For small, cool season forage crops I rely heavily on winter wheat and brassicas.  Winter wheat is a hardy cool season small grain that performs well if fertilized/limed properly.  Brassicas are good as they typically are not foraged upon until after a hard frost allowing them to grow a bunch of tonnage before the deer herd starts to eat them.  Both require being planted at least 45-50 days before the first average frost date.  Rye grain (absolutely not rye grass) is also an option as it can be planted slightly later because it is an excellent nitrogen scavenger and can grow during temperatures 12 degrees cooler than winter wheat.

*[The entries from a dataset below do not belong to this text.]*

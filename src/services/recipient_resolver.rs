//! Recipient resolution for upload notifications
//!
//! A row asks for a notification when its `email` is set and `send_flg` is
//! `"1"` or blank. Any other flag value opts the row out.

use std::collections::HashMap;
use std::str::FromStr;

use tracing::debug;

use crate::services::email_sender::EmailMessage;
use crate::services::email_templates::{RowContentEmail, UploadSavedEmail};
use crate::types::AcceptedRow;

pub const EMAIL_COLUMN: &str = "email";
pub const SEND_FLAG_COLUMN: &str = "send_flg";
pub const CONTENT_COLUMN: &str = "content";

/// How the message body for a recipient is chosen
#[derive(Debug, Clone, Copy, PartialEq, Eq, Default)]
pub enum ContentMode {
    /// `PerRow` when the file has a `content` column, otherwise `Fixed`
    #[default]
    Auto,
    /// Body comes from the row's `content` column
    PerRow,
    /// Same text for everyone, naming the uploaded file
    Fixed,
}

impl FromStr for ContentMode {
    type Err = anyhow::Error;

    fn from_str(s: &str) -> Result<Self, Self::Err> {
        match s.to_lowercase().as_str() {
            "auto" => Ok(Self::Auto),
            "per_row" | "per-row" | "row" => Ok(Self::PerRow),
            "fixed" => Ok(Self::Fixed),
            other => anyhow::bail!("unknown content mode '{}'", other),
        }
    }
}

/// Recipient -> message mapping, one entry per address.
///
/// Re-inserting an address replaces its message but keeps its position.
#[derive(Debug, Clone, Default)]
pub struct RecipientSet {
    messages: Vec<EmailMessage>,
    index: HashMap<String, usize>,
}

impl RecipientSet {
    pub fn new() -> Self {
        Self::default()
    }

    pub fn upsert(&mut self, message: EmailMessage) {
        match self.index.get(&message.to) {
            Some(&i) => self.messages[i] = message,
            None => {
                self.index.insert(message.to.clone(), self.messages.len());
                self.messages.push(message);
            }
        }
    }

    #[cfg(test)]
    pub fn get(&self, to: &str) -> Option<&EmailMessage> {
        self.index.get(to).map(|&i| &self.messages[i])
    }

    pub fn len(&self) -> usize {
        self.messages.len()
    }

    #[cfg(test)]
    pub fn is_empty(&self) -> bool {
        self.messages.is_empty()
    }

    #[cfg(test)]
    pub fn iter(&self) -> impl Iterator<Item = &EmailMessage> {
        self.messages.iter()
    }

    pub fn into_messages(self) -> Vec<EmailMessage> {
        self.messages
    }
}

/// Address a row should be notified at, if it opted in
pub fn notification_target(row: &AcceptedRow) -> Option<&str> {
    let email = row.trimmed(EMAIL_COLUMN);
    let flag = row.trimmed(SEND_FLAG_COLUMN);
    if email.is_empty() || !(flag == "1" || flag.is_empty()) {
        return None;
    }
    Some(email)
}

#[derive(Debug, Clone)]
pub struct RecipientResolver {
    mode: ContentMode,
    static_recipient: Option<String>,
    locale: String,
}

impl RecipientResolver {
    pub fn new(mode: ContentMode, static_recipient: Option<String>, locale: impl Into<String>) -> Self {
        Self {
            mode,
            static_recipient,
            locale: locale.into(),
        }
    }

    /// Mode actually applied to a file with or without a `content` column
    pub fn effective_mode(&self, has_content_column: bool) -> ContentMode {
        match self.mode {
            ContentMode::Auto if has_content_column => ContentMode::PerRow,
            ContentMode::Auto => ContentMode::Fixed,
            mode => mode,
        }
    }

    /// Build the recipient set for `rows` of the uploaded `file_name`.
    pub fn resolve<'a, I>(&self, rows: I, has_content_column: bool, file_name: &str) -> RecipientSet
    where
        I: IntoIterator<Item = &'a AcceptedRow>,
    {
        let mode = self.effective_mode(has_content_column);
        let mut recipients = RecipientSet::new();

        if mode == ContentMode::Fixed {
            if let Some(to) = self.static_recipient.as_deref() {
                if rows.into_iter().next().is_some() {
                    recipients.upsert(self.fixed_message(to, file_name));
                }
                return recipients;
            }
        }

        for row in rows {
            let Some(to) = notification_target(row) else {
                continue;
            };

            match mode {
                ContentMode::PerRow => {
                    if row.trimmed(CONTENT_COLUMN).is_empty() {
                        debug!(to, "Row has no content, not notifying");
                        continue;
                    }
                    let content = row.get(CONTENT_COLUMN).unwrap_or_default();
                    recipients.upsert(
                        RowContentEmail {
                            to,
                            content,
                            locale: &self.locale,
                        }
                        .render(),
                    );
                }
                _ => recipients.upsert(self.fixed_message(to, file_name)),
            }
        }

        recipients
    }

    fn fixed_message(&self, to: &str, file_name: &str) -> EmailMessage {
        UploadSavedEmail {
            to,
            file_name,
            locale: &self.locale,
        }
        .render()
    }
}

impl Default for RecipientResolver {
    fn default() -> Self {
        Self::new(ContentMode::Auto, None, "en")
    }
}

// =============================================================================
// Tests
// =============================================================================

#[cfg(test)]
mod tests {
    use super::*;
    use crate::types::Row;

    fn accepted(fields: &[(&str, &str)]) -> AcceptedRow {
        let row: Row = fields.iter().copied().collect();
        AcceptedRow::stamp(row, "2026-10-16T00:00:00.000000")
    }

    fn content_rows() -> Vec<AcceptedRow> {
        vec![
            accepted(&[("email", "a@x.com"), ("send_flg", "1"), ("content", "hi")]),
            accepted(&[("email", "b@x.com"), ("send_flg", "0"), ("content", "bye")]),
            accepted(&[("email", "c@x.com"), ("send_flg", ""), ("content", "yo")]),
        ]
    }

    #[test]
    fn per_row_mode_honours_opt_out_flag() {
        let resolver = RecipientResolver::new(ContentMode::PerRow, None, "en");
        let set = resolver.resolve(&content_rows(), true, "users.csv");

        assert_eq!(set.len(), 2);
        assert_eq!(set.get("a@x.com").unwrap().text, "hi");
        assert_eq!(set.get("c@x.com").unwrap().text, "yo");
        assert!(set.get("b@x.com").is_none());
    }

    #[test]
    fn opt_out_row_never_contributes_in_any_mode() {
        let rows = vec![accepted(&[("email", "b@x.com"), ("send_flg", "0"), ("content", "bye")])];
        for mode in [ContentMode::Auto, ContentMode::PerRow, ContentMode::Fixed] {
            let set = RecipientResolver::new(mode, None, "en").resolve(&rows, true, "f.csv");
            assert!(set.is_empty(), "{:?}", mode);
        }
    }

    #[test]
    fn other_flag_values_opt_out() {
        let rows = vec![
            accepted(&[("email", "a@x.com"), ("send_flg", "yes")]),
            accepted(&[("email", "b@x.com"), ("send_flg", "2")]),
            accepted(&[("email", "c@x.com"), ("send_flg", " 1 ")]),
        ];
        let set = RecipientResolver::new(ContentMode::Fixed, None, "en").resolve(&rows, false, "f.csv");
        assert_eq!(set.len(), 1);
        assert!(set.get("c@x.com").is_some());
    }

    #[test]
    fn last_row_wins_for_duplicate_address() {
        let rows = vec![
            accepted(&[("email", "a@x.com"), ("send_flg", "1"), ("content", "first")]),
            accepted(&[("email", "b@x.com"), ("send_flg", "1"), ("content", "other")]),
            accepted(&[("email", " a@x.com "), ("send_flg", "1"), ("content", "last")]),
        ];
        let set = RecipientResolver::new(ContentMode::PerRow, None, "en").resolve(&rows, true, "f.csv");

        assert_eq!(set.len(), 2);
        assert_eq!(set.get("a@x.com").unwrap().text, "last");
        let order: Vec<&str> = set.iter().map(|m| m.to.as_str()).collect();
        assert_eq!(order, vec!["a@x.com", "b@x.com"]);
    }

    #[test]
    fn per_row_body_keeps_content_whitespace() {
        let content = "  Dear A,\n  see below  \n";
        let rows = vec![accepted(&[("email", "a@x.com"), ("send_flg", "1"), ("content", content)])];
        let set = RecipientResolver::new(ContentMode::PerRow, None, "en").resolve(&rows, true, "f.csv");

        assert_eq!(set.get("a@x.com").unwrap().text, content);
    }

    #[test]
    fn per_row_mode_skips_whitespace_only_content() {
        let rows = vec![accepted(&[("email", "a@x.com"), ("send_flg", "1"), ("content", " \n ")])];
        let set = RecipientResolver::new(ContentMode::PerRow, None, "en").resolve(&rows, true, "f.csv");
        assert!(set.is_empty());
    }

    #[test]
    fn per_row_mode_skips_missing_content() {
        let rows = vec![accepted(&[("email", "a@x.com"), ("send_flg", "1")])];
        let set = RecipientResolver::new(ContentMode::PerRow, None, "en").resolve(&rows, false, "f.csv");
        assert!(set.is_empty());
    }

    #[test]
    fn row_without_email_is_not_a_recipient() {
        let rows = vec![accepted(&[("id", "7"), ("send_flg", "1"), ("content", "hi")])];
        let set = RecipientResolver::default().resolve(&rows, true, "f.csv");
        assert!(set.is_empty());
    }

    #[test]
    fn fixed_mode_names_the_file() {
        let set = RecipientResolver::new(ContentMode::Fixed, None, "en").resolve(&content_rows(), true, "users.csv");
        assert_eq!(set.len(), 2);
        assert!(set.iter().all(|m| m.text.contains("users.csv")));
    }

    #[test]
    fn auto_mode_falls_back_to_fixed_without_content_column() {
        let resolver = RecipientResolver::default();
        assert_eq!(resolver.effective_mode(true), ContentMode::PerRow);
        assert_eq!(resolver.effective_mode(false), ContentMode::Fixed);

        let rows = vec![accepted(&[("email", "a@x.com"), ("send_flg", "1")])];
        let set = resolver.resolve(&rows, false, "users.csv");
        assert!(set.get("a@x.com").unwrap().text.contains("users.csv"));
    }

    #[test]
    fn static_recipient_replaces_row_addresses_in_fixed_mode() {
        let resolver = RecipientResolver::new(ContentMode::Fixed, Some("ops@x.com".into()), "en");
        let set = resolver.resolve(&content_rows(), true, "users.csv");
        assert_eq!(set.len(), 1);
        assert!(set.get("ops@x.com").is_some());

        let empty: Vec<AcceptedRow> = vec![];
        assert!(resolver.resolve(&empty, true, "users.csv").is_empty());
    }

    #[test]
    fn static_recipient_ignored_in_per_row_mode() {
        let resolver = RecipientResolver::new(ContentMode::PerRow, Some("ops@x.com".into()), "en");
        let set = resolver.resolve(&content_rows(), true, "users.csv");
        assert!(set.get("ops@x.com").is_none());
        assert_eq!(set.len(), 2);
    }

    #[test]
    fn content_mode_from_str() {
        assert_eq!("per_row".parse::<ContentMode>().unwrap(), ContentMode::PerRow);
        assert_eq!("FIXED".parse::<ContentMode>().unwrap(), ContentMode::Fixed);
        assert!("html".parse::<ContentMode>().is_err());
    }
}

Lastly, depending on the actual food plot size Eagle Seed’s forage soybeans are my first bet. I like them because they produce forage all summer while producing tons of grain forage (often tons more than typical cool season forage crops). However, their grain production depends largely on how heavily they are hit by the deer throughout the summer. If there are gads of deer in the area, a small plot of soybeans might get over browsed unless protected by a fence (I use the Hot Zone Deer Exclosure System). I’d plant Eagle Seed forage soybeans the first year and see what happens. The worst case scenario is that the beans will be totally consumed, but the plot will be prepared for the cool season planting!